[[ RAW DATA, beginning ]]

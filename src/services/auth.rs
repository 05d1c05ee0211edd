//! Token issuance endpoint and user provisioning.

use std::collections::BTreeMap;

use actix_web::{HttpResponse, web};
use tracing::info;

use crate::db::DbPool;
use crate::entity::user;
use crate::error::{AppError, AppResult};
use crate::models::{ObtainTokenRequest, TokenResponse};
use crate::services::token;

/// Minimum password length accepted when provisioning a user.
const MIN_PASSWORD_LENGTH: usize = 8;

/// Validate credentials for user provisioning, collecting every violation.
pub fn validate_credentials(username: &str, password: &str) -> AppResult<()> {
    let mut fields = BTreeMap::new();

    if username.trim().is_empty() {
        fields.insert("username".to_string(), "must not be empty".to_string());
    } else if username.len() > 150 {
        fields.insert(
            "username".to_string(),
            "must be at most 150 characters".to_string(),
        );
    }

    if password.len() < MIN_PASSWORD_LENGTH {
        fields.insert(
            "password".to_string(),
            "must be at least 8 characters".to_string(),
        );
    }

    if fields.is_empty() {
        Ok(())
    } else {
        Err(AppError::Validation(fields))
    }
}

/// Create a user who can obtain tokens. Used by the management CLI.
pub async fn create_user(pool: &DbPool, username: &str, password: &str) -> AppResult<user::Model> {
    validate_credentials(username, password)?;

    let hash = token::hash_password(password);
    let created = pool.insert_user(username, &hash).await?;

    info!(user_id = created.id, "User created");

    Ok(created)
}

/// Reset a user's password. Returns false for an unknown username.
pub async fn set_user_password(pool: &DbPool, username: &str, password: &str) -> AppResult<bool> {
    validate_credentials(username, password)?;

    let hash = token::hash_password(password);
    pool.update_user_password(username, &hash).await
}

/// Exchange credentials for an auth token.
///
/// Issues a fresh token and rotates out any previously issued ones: only
/// token hashes are stored, so the old plaintext cannot be returned again.
#[utoipa::path(
    post,
    path = "/api/token",
    tag = "Auth",
    request_body = ObtainTokenRequest,
    responses(
        (status = 200, description = "Token issued", body = TokenResponse),
        (status = 400, description = "Malformed credentials", body = crate::error::ValidationErrorResponse),
        (status = 401, description = "Invalid credentials", body = crate::error::ErrorResponse),
    )
)]
pub async fn obtain_token(
    pool: web::Data<DbPool>,
    body: web::Json<ObtainTokenRequest>,
) -> AppResult<HttpResponse> {
    let req = body.into_inner();

    if req.username.trim().is_empty() {
        return Err(AppError::field("username", "must not be empty"));
    }
    if req.password.is_empty() {
        return Err(AppError::field("password", "must not be empty"));
    }

    let user = pool
        .find_user_by_username(&req.username)
        .await?
        .ok_or_else(|| AppError::Unauthorized("Invalid username or password".to_string()))?;

    if !token::verify_password(&req.password, &user.password_hash) {
        return Err(AppError::Unauthorized(
            "Invalid username or password".to_string(),
        ));
    }

    let (plaintext, hash) = token::generate_token();
    pool.rotate_token(user.id, &hash).await?;

    info!(user_id = user.id, "Auth token issued");

    Ok(HttpResponse::Ok().json(TokenResponse { token: plaintext }))
}

/// Configure auth routes. Mounted outside the authenticated scope.
pub fn configure_routes(cfg: &mut web::ServiceConfig) {
    cfg.service(web::resource("/token").route(web::post().to(obtain_token)));
}
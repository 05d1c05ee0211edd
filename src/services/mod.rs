//! Business logic services.

pub mod auth;
pub mod metrics;
pub mod token;

pub use auth::configure_routes as configure_auth_routes;
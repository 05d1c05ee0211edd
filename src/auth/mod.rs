//! Authentication module for token verification.

mod extractor;

use secrecy::{ExposeSecret, SecretString};
use subtle::ConstantTimeEq;

pub use extractor::TokenAuth;

/// Wrapper type for the bootstrap token.
/// Uses `SecretString` to prevent accidental logging and zeroize on drop.
///
/// # Security features
/// - `Debug` prints `[REDACTED]` instead of the actual value
/// - Memory is zeroed when dropped (via `zeroize`)
/// - Explicit `.expose_secret()` required to access the value
#[derive(Clone)]
pub struct BootstrapToken(Option<SecretString>);

impl BootstrapToken {
    /// Create a new BootstrapToken from an optional string.
    pub fn new(token: Option<String>) -> Self {
        Self(token.map(SecretString::from))
    }

    /// Securely compare the provided token with the stored bootstrap token.
    ///
    /// Uses `subtle::ConstantTimeEq` which performs a constant-time
    /// byte-by-byte comparison without early-exit branching, so neither the
    /// content nor the length leaks through timing.
    pub fn verify(&self, provided: &str) -> bool {
        match &self.0 {
            Some(secret) => {
                let expected = secret.expose_secret();
                expected.as_bytes().ct_eq(provided.as_bytes()).into()
            }
            None => false,
        }
    }
}

impl std::fmt::Debug for BootstrapToken {
    fn fmt(&self, f: &mut std::fmt::Formatter<'_>) -> std::fmt::Result {
        match &self.0 {
            Some(_) => write!(f, "BootstrapToken([REDACTED])"),
            None => write!(f, "BootstrapToken(None)"),
        }
    }
}

#[cfg(test)]
mod tests {
    use super::*;

    #[test]
    fn test_verify_matches_exact_token() {
        let token = BootstrapToken::new(Some("secret-token".to_string()));
        assert!(token.verify("secret-token"));
        assert!(!token.verify("secret-tokem"));
        assert!(!token.verify("secret-token-longer"));
    }

    #[test]
    fn test_absent_token_never_verifies() {
        let token = BootstrapToken::new(None);
        assert!(!token.verify(""));
        assert!(!token.verify("anything"));
    }

    #[test]
    fn test_debug_redacts_value() {
        let token = BootstrapToken::new(Some("secret-token".to_string()));
        assert_eq!(format!("{:?}", token), "BootstrapToken([REDACTED])");
    }
}
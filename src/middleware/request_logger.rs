//! Request logging middleware for detailed API request/response logging.

use actix_web::Error;
use actix_web::dev::{Service, ServiceRequest, ServiceResponse, Transform, forward_ready};
use futures_util::future::LocalBoxFuture;
use std::future::{Ready, ready};
use std::time::Instant;
use tracing::{info, warn};

/// Request logger middleware factory.
pub struct RequestLogger;

impl<S, B> Transform<S, ServiceRequest> for RequestLogger
where
    S: Service<ServiceRequest, Response = ServiceResponse<B>, Error = Error>,
    S::Future: 'static,
    B: 'static,
{
    type Response = ServiceResponse<B>;
    type Error = Error;
    type InitError = ();
    type Transform = RequestLoggerMiddleware<S>;
    type Future = Ready<Result<Self::Transform, Self::InitError>>;

    fn new_transform(&self, service: S) -> Self::Future {
        ready(Ok(RequestLoggerMiddleware { service }))
    }
}

/// Request logger middleware service.
pub struct RequestLoggerMiddleware<S> {
    service: S,
}

impl<S, B> Service<ServiceRequest> for RequestLoggerMiddleware<S>
where
    S: Service<ServiceRequest, Response = ServiceResponse<B>, Error = Error>,
    S::Future: 'static,
    B: 'static,
{
    type Response = ServiceResponse<B>;
    type Error = Error;
    type Future = LocalBoxFuture<'static, Result<Self::Response, Self::Error>>;

    forward_ready!(service);

    fn call(&self, req: ServiceRequest) -> Self::Future {
        let start = Instant::now();
        let method = req.method().to_string();
        let path = req.path().to_string();
        let query = req.query_string().to_string();
        let remote_addr = req
            .connection_info()
            .realip_remote_addr()
            .unwrap_or("unknown")
            .to_string();
        let user_agent = req
            .headers()
            .get("user-agent")
            .and_then(|v| v.to_str().ok())
            .unwrap_or("unknown")
            .to_string();

        // Log only the auth scheme, never the token value
        let auth_scheme = req
            .headers()
            .get("authorization")
            .and_then(|v| v.to_str().ok())
            .map(|v| v.split_whitespace().next().unwrap_or("malformed").to_string())
            .unwrap_or_else(|| "none".to_string());

        // Log request start
        info!(
            target: "api",
            method = %method,
            path = %path,
            query = %query,
            remote_addr = %remote_addr,
            user_agent = %user_agent,
            auth = %auth_scheme,
            "→ Request started"
        );

        let fut = self.service.call(req);

        Box::pin(async move {
            let res = fut.await?;
            let elapsed = start.elapsed();
            let status = res.status();
            let status_code = status.as_u16();

            // Log based on status
            if status.is_success() {
                info!(
                    target: "api",
                    method = %method,
                    path = %path,
                    status = %status_code,
                    duration_ms = %elapsed.as_millis(),
                    "← Request completed"
                );
            } else if status.is_client_error() {
                warn!(
                    target: "api",
                    method = %method,
                    path = %path,
                    status = %status_code,
                    duration_ms = %elapsed.as_millis(),
                    "← Client error"
                );
            } else {
                warn!(
                    target: "api",
                    method = %method,
                    path = %path,
                    status = %status_code,
                    duration_ms = %elapsed.as_millis(),
                    "← Server error"
                );
            }

            Ok(res)
        })
    }
}
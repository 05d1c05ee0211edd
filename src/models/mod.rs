//! Domain models and request/response DTOs.

pub mod auth;
pub mod performance;
pub mod purchase_order;
pub mod vendor;

// Re-export commonly used types
pub use auth::{AuthenticatedUser, ObtainTokenRequest, TokenResponse};
pub use performance::{PerformanceSnapshotResponse, VendorPerformance};
pub use purchase_order::{
    AcknowledgeRequest, PoStatus, PurchaseOrderRequest, PurchaseOrderResponse,
};
pub use vendor::{VendorRequest, VendorResponse};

[[ RAW DATA, end ]]

_WORK TASK:_
List each line of the entries that holds the string "services".

_ANSWER:_
filename src/services/auth.rs
use crate::services::token;
filename src/services/mod.rs
//! Business logic services.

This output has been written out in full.